» Problem to solve:
Repeat, line for line, the entries printed below.

┄┄┄┄┄┄

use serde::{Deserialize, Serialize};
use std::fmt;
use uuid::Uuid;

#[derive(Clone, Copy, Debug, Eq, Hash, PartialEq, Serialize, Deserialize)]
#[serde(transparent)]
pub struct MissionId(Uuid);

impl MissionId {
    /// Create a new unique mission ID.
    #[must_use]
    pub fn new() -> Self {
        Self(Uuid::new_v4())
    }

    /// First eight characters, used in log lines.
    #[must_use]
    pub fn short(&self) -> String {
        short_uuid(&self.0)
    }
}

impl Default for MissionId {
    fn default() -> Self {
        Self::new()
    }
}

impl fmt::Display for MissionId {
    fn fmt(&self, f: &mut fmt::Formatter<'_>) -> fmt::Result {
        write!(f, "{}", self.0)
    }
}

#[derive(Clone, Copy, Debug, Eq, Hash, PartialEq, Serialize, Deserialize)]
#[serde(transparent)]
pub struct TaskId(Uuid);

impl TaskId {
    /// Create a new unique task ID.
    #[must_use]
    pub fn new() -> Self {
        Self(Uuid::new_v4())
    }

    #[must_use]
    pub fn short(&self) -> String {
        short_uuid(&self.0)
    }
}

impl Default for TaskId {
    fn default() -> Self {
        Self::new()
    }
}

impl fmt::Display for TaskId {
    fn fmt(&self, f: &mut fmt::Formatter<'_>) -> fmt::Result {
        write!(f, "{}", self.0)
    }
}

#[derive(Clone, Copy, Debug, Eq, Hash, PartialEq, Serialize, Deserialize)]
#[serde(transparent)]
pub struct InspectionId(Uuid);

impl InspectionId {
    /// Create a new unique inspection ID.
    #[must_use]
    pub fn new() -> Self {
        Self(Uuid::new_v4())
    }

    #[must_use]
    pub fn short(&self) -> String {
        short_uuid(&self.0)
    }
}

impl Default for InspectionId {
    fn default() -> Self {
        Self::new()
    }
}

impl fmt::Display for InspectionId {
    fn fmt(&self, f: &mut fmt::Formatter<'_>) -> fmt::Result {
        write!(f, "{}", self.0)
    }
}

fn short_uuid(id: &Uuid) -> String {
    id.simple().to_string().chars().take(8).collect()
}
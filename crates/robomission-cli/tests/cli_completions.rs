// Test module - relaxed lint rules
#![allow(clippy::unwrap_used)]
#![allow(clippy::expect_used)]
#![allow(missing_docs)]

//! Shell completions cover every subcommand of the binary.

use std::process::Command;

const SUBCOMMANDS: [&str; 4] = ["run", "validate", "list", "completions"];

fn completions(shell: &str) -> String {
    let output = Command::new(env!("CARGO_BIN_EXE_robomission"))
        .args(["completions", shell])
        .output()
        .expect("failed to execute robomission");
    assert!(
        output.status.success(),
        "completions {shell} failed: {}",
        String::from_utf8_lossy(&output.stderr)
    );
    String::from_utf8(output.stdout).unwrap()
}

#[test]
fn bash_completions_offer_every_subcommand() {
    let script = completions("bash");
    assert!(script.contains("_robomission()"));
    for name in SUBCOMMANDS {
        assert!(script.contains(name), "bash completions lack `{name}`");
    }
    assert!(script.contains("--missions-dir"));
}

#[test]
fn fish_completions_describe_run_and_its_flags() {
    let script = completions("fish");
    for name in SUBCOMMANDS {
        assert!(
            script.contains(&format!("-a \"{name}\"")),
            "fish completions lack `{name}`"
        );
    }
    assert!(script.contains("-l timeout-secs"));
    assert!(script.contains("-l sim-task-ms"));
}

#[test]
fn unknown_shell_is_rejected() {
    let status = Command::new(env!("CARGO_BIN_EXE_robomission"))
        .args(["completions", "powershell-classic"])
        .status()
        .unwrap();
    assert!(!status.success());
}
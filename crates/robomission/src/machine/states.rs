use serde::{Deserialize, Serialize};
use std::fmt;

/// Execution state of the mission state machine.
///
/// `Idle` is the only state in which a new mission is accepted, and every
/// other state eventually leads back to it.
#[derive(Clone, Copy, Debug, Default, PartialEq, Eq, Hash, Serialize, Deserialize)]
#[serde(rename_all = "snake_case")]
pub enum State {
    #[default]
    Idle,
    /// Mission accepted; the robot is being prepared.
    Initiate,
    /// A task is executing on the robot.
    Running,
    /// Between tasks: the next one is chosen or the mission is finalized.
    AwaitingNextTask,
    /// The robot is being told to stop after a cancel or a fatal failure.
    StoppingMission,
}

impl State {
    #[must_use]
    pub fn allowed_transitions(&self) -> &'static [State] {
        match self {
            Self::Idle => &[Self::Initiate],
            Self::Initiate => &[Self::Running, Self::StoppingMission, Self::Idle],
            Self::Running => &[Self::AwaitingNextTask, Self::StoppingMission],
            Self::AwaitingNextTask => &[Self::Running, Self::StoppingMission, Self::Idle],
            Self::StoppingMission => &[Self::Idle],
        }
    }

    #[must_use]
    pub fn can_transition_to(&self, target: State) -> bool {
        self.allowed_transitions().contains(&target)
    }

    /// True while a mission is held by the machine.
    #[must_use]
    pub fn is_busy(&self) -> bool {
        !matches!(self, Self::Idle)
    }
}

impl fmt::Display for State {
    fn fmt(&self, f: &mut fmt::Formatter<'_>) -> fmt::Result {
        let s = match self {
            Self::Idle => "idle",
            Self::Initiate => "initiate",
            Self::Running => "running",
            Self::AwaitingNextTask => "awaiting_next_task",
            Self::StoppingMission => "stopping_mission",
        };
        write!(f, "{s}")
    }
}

┄┄┄┄┄┄

» Solution for this problem:
use serde::{Deserialize, Serialize};
use std::fmt;
use uuid::Uuid;

#[derive(Clone, Copy, Debug, Eq, Hash, PartialEq, Serialize, Deserialize)]
#[serde(transparent)]
pub struct MissionId(Uuid);

impl MissionId {
    /// Create a new unique mission ID.
    #[must_use]
    pub fn new() -> Self {
        Self(Uuid::new_v4())
    }

    /// First eight characters, used in log lines.
    #[must_use]
    pub fn short(&self) -> String {
        short_uuid(&self.0)
    }
}

impl Default for MissionId {
    fn default() -> Self {
        Self::new()
    }
}

impl fmt::Display for MissionId {
    fn fmt(&self, f: &mut fmt::Formatter<'_>) -> fmt::Result {
        write!(f, "{}", self.0)
    }
}

#[derive(Clone, Copy, Debug, Eq, Hash, PartialEq, Serialize, Deserialize)]
#[serde(transparent)]
pub struct TaskId(Uuid);

impl TaskId {
    /// Create a new unique task ID.
    #[must_use]
    pub fn new() -> Self {
        Self(Uuid::new_v4())
    }

    #[must_use]
    pub fn short(&self) -> String {
        short_uuid(&self.0)
    }
}

impl Default for TaskId {
    fn default() -> Self {
        Self::new()
    }
}

impl fmt::Display for TaskId {
    fn fmt(&self, f: &mut fmt::Formatter<'_>) -> fmt::Result {
        write!(f, "{}", self.0)
    }
}

#[derive(Clone, Copy, Debug, Eq, Hash, PartialEq, Serialize, Deserialize)]
#[serde(transparent)]
pub struct InspectionId(Uuid);

impl InspectionId {
    /// Create a new unique inspection ID.
    #[must_use]
    pub fn new() -> Self {
        Self(Uuid::new_v4())
    }

    #[must_use]
    pub fn short(&self) -> String {
        short_uuid(&self.0)
    }
}

impl Default for InspectionId {
    fn default() -> Self {
        Self::new()
    }
}

impl fmt::Display for InspectionId {
    fn fmt(&self, f: &mut fmt::Formatter<'_>) -> fmt::Result {
        write!(f, "{}", self.0)
    }
}

fn short_uuid(id: &Uuid) -> String {
    id.simple().to_string().chars().take(8).collect()
}
filename crates/robomission-cli/tests/cli_completions.rs
// Test module - relaxed lint rules
#![allow(clippy::unwrap_used)]
#![allow(clippy::expect_used)]
#![allow(missing_docs)]

//! Shell completions cover every subcommand of the binary.

use std::process::Command;

const SUBCOMMANDS: [&str; 4] = ["run", "validate", "list", "completions"];

fn completions(shell: &str) -> String {
    let output = Command::new(env!("CARGO_BIN_EXE_robomission"))
        .args(["completions", shell])
        .output()
        .expect("failed to execute robomission");
    assert!(
        output.status.success(),
        "completions {shell} failed: {}",
        String::from_utf8_lossy(&output.stderr)
    );
    String::from_utf8(output.stdout).unwrap()
}

#[test]
fn bash_completions_offer_every_subcommand() {
    let script = completions("bash");
    assert!(script.contains("_robomission()"));
    for name in SUBCOMMANDS {
        assert!(script.contains(name), "bash completions lack `{name}`");
    }
    assert!(script.contains("--missions-dir"));
}

#[test]
fn fish_completions_describe_run_and_its_flags() {
    let script = completions("fish");
    for name in SUBCOMMANDS {
        assert!(
            script.contains(&format!("-a \"{name}\"")),
            "fish completions lack `{name}`"
        );
    }
    assert!(script.contains("-l timeout-secs"));
    assert!(script.contains("-l sim-task-ms"));
}

#[test]
fn unknown_shell_is_rejected() {
    let status = Command::new(env!("CARGO_BIN_EXE_robomission"))
        .args(["completions", "powershell-classic"])
        .status()
        .unwrap();
    assert!(!status.success());
}
filename crates/robomission/src/machine/states.rs
use serde::{Deserialize, Serialize};
use std::fmt;

/// Execution state of the mission state machine.
///
/// `Idle` is the only state in which a new mission is accepted, and every
/// other state eventually leads back to it.
#[derive(Clone, Copy, Debug, Default, PartialEq, Eq, Hash, Serialize, Deserialize)]
#[serde(rename_all = "snake_case")]
pub enum State {
    #[default]
    Idle,
    /// Mission accepted; the robot is being prepared.
    Initiate,
    /// A task is executing on the robot.
    Running,
    /// Between tasks: the next one is chosen or the mission is finalized.
    AwaitingNextTask,
    /// The robot is being told to stop after a cancel or a fatal failure.
    StoppingMission,
}

impl State {
    #[must_use]
    pub fn allowed_transitions(&self) -> &'static [State] {
        match self {
            Self::Idle => &[Self::Initiate],
            Self::Initiate => &[Self::Running, Self::StoppingMission, Self::Idle],
            Self::Running => &[Self::AwaitingNextTask, Self::StoppingMission],
            Self::AwaitingNextTask => &[Self::Running, Self::StoppingMission, Self::Idle],
            Self::StoppingMission => &[Self::Idle],
        }
    }

    #[must_use]
    pub fn can_transition_to(&self, target: State) -> bool {
        self.allowed_transitions().contains(&target)
    }

    /// True while a mission is held by the machine.
    #[must_use]
    pub fn is_busy(&self) -> bool {
        !matches!(self, Self::Idle)
    }
}

impl fmt::Display for State {
    fn fmt(&self, f: &mut fmt::Formatter<'_>) -> fmt::Result {
        let s = match self {
            Self::Idle => "idle",
            Self::Initiate => "initiate",
            Self::Running => "running",
            Self::AwaitingNextTask => "awaiting_next_task",
            Self::StoppingMission => "stopping_mission",
        };
        write!(f, "{s}")
    }
}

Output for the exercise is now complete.